Urban75 Home About Offline BrixtonBuzz Contact

police raid/shut down brixton club.

jæd said:
Why...? Can't you write a reply without swearing...? Personally, if someone can't it really undermines their point...
Like you gave the impression you were taking any notice of the point anyway ... :rolleyes:
 
detective-boy said:
Not really. As long as they are in regular contact with the police, act on current advice and nothing out of order comes to notice on routine visits or as a result of incidents to which police are called then there is usually no problem.

The idea that you have to confiscate X amount of drugs or it will look suspicious is imaginary.

With all due respect, d-b, I have spoken to some promoters who don't see it as simply as that and are pretty paranoid about it.
 
jæd said:
Reading more reports on this its interesting that the raid was at 11.25pm on a Saturday night. And there were only 130 people in the club. :rolleyes:

Is there anyone in the Met who goes clubbing...? If there was they might realise no-one turns up to a club night until at least 12am... :rolleyes:
http://www.timesonline.co.uk/article/0,,2-2137925,00.html

Maybe their intelligence was that their 'targets' were already in the club?

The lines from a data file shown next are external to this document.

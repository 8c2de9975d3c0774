// Copyright (c) 2025 Fabstir
// SPDX-License-Identifier: BUSL-1.1
use ripeness_pipeline::labels::{CanonicalLabel, LabelNormalizer, SynonymTable, TableError};

#[test]
fn test_case_and_whitespace_insensitive() {
    let normalizer = LabelNormalizer::with_defaults();
    let expected = normalizer.normalize("RIPE");
    assert_eq!(expected, CanonicalLabel::Ripe);
    assert_eq!(normalizer.normalize(" ripe "), expected);
    assert_eq!(normalizer.normalize("ripen"), expected);
}

#[test]
fn test_idempotent_over_sample_inputs() {
    let normalizer = LabelNormalizer::with_defaults();
    let inputs = [
        "RIPE", "ripen", "  Green ", "too ripe", "too_ripe", "Rotten", "verde", "", "???",
        "unknown", "blotchy", "ripe-orange", "OVERRIPE",
    ];
    for raw in inputs {
        let once = normalizer.normalize(raw);
        let twice = normalizer.normalize(once.as_str());
        assert_eq!(once, twice, "normalize not idempotent for {:?}", raw);
    }
}

#[test]
fn test_default_groups() {
    let normalizer = LabelNormalizer::with_defaults();
    for raw in ["unripe", "unripen", "green", "immature", "verde", "inmaduro"] {
        assert_eq!(normalizer.normalize(raw), CanonicalLabel::Unripe, "{}", raw);
    }
    for raw in ["ripe", "ripen", "ripe-orange", "mature", "maduro"] {
        assert_eq!(normalizer.normalize(raw), CanonicalLabel::Ripe, "{}", raw);
    }
    for raw in ["overripe", "too-ripe", "rotten", "podrido", "sobremaduro"] {
        assert_eq!(normalizer.normalize(raw), CanonicalLabel::Overripe, "{}", raw);
    }
}

#[test]
fn test_separator_variants_agree() {
    let normalizer = LabelNormalizer::with_defaults();
    assert_eq!(normalizer.normalize("too ripe"), CanonicalLabel::Overripe);
    assert_eq!(normalizer.normalize("too_ripe"), CanonicalLabel::Overripe);
    assert_eq!(normalizer.normalize("Too  -  Ripe"), CanonicalLabel::Overripe);
}

#[test]
fn test_miss_is_unknown_but_lookup_distinguishes() {
    let normalizer = LabelNormalizer::with_defaults();
    assert_eq!(normalizer.normalize("blotchy"), CanonicalLabel::Unknown);
    assert_eq!(normalizer.lookup("blotchy"), None);
    assert_eq!(normalizer.lookup("unknown"), Some(CanonicalLabel::Unknown));
}

#[test]
fn test_custom_table_conflict_rejected() {
    let table = SynonymTable::empty()
        .with_group(CanonicalLabel::Ripe, ["soft"])
        .with_group(CanonicalLabel::Overripe, ["Soft"]);
    let err = LabelNormalizer::new(&table).unwrap_err();
    assert!(matches!(err, TableError::ConflictingSynonym { .. }));
}

#[test]
fn test_custom_table_keeps_canonical_names() {
    let table = SynonymTable::empty().with_group(CanonicalLabel::Unripe, ["hard"]);
    let normalizer = LabelNormalizer::new(&table).unwrap();
    assert_eq!(normalizer.normalize("hard"), CanonicalLabel::Unripe);
    assert_eq!(normalizer.normalize("overripe"), CanonicalLabel::Overripe);
    assert_eq!(normalizer.normalize("green"), CanonicalLabel::Unknown);
}

#[tokio::test]
async fn test_shared_across_tasks() {
    let normalizer = std::sync::Arc::new(LabelNormalizer::with_defaults());
    let handles: Vec<_> = (0..8)
        .map(|i| {
            let normalizer = normalizer.clone();
            tokio::spawn(async move {
                let raw = if i % 2 == 0 { "ripen" } else { "green" };
                normalizer.normalize(raw)
            })
        })
        .collect();

    for (i, handle) in handles.into_iter().enumerate() {
        let label = handle.await.unwrap();
        let expected = if i % 2 == 0 {
            CanonicalLabel::Ripe
        } else {
            CanonicalLabel::Unripe
        };
        assert_eq!(label, expected);
    }
}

And just imagine the potential size of the operation/numbers of officers thought necessary had they gone in later! :eek:
 
200 filth and they only found 11 people with drugs on them? :D

They'd probably have made as many arrests if they'd raided a fucking bingo hall...
 
jæd said:
Gay/Police links sre going to be driven bank years. The gay view of police is that they are there to stop you having fun...! Avoid where possible...!

i dont think its a gay thing really do you?

i'm not defending the police here but they did exactly the same thing with Home in Leicester Square (license now revoked for persistent dealing etc) and that wasnt a gay night/venue.

i dont agree with this action one iota for many of the reasons posted - mostly while their harrasing weekend hedonists theres hardcore crack/heroin dealing prolly going on behind the police vans!
 
detective-boy said:
But it goes back to Sergeants and Inspectors allowing it to happen rather than standing up and being counted - they may be able to sideline / sack one Brian but what can they do if everyone rebels?
From another thread, admitedly, but that was kinda the point I was trying to make earlier in this thread d-b.

:)

Woof
 
Dan U said:
i dont think its a gay thing really do you?

i'm not defending the police here but they did exactly the same thing with Home in Leicester Square (license now revoked for persistent dealing etc) and that wasnt a gay night/venue.

i dont agree with this action one iota for many of the reasons posted - mostly while their harrasing weekend hedonists theres hardcore crack/heroin dealing prolly going on behind the police vans!

Well... I'd agree that the raid was more to do with the owners being dodgy... But its interesting to note a gay man was attacked over the weekend by four men. If there hadn't been 200 cops at the Fridge would've this attack been preventable...?
 
jæd said:
Well... I'd agree that the raid was more to do with the owners being dodgy... But its interesting to note a gay man was attacked over the weekend by four men. If there hadn't been 200 cops at the Fridge would've this attack been preventable...?

D-B wrote some extensive stuff earlier in the thread about how resource allocation works. Worth a read. Looked like a fairly objective post to me.
 
paolo999 said:
D-B wrote some extensive stuff earlier in the thread about how resource allocation works. Worth a read. Looked like a fairly objective post to me.

But all that was about how the police are organised. Sometimes I think his insight into the police is very interesting but in this case I think he's talked as if it's somehow fixed and inevitable. Ultimately the question is how they are deployed, the internal structures used to achieve this are irrelevant to anybody who isn't a police officer.
 
Monkeygrinder's Organ said:
But all that was about how the police are organised. Sometimes I think his insight into the police is very interesting but in this case I think he's talked as if it's somehow fixed and inevitable. Ultimately the question is how they are deployed, the internal structures used to achieve this are irrelevant to anybody who isn't a police officer.
I'm not saying it is fixed at all (though there are some fixed things about it - like you want enough officers to respond to 999 calls within x minutes 24-hours a day).

I have some MAJOR issues with current deployment - I really cannot see where many of the police officers are, cos they certainly ain't out on the streets in the numbers they were ten or twenty years ago ...

(And no jaed, the fact that 200 officers were engaged on this operation is extremely unlikely to have had any efefct whatsoever on whether or not a particular person was victim of an assault or not.)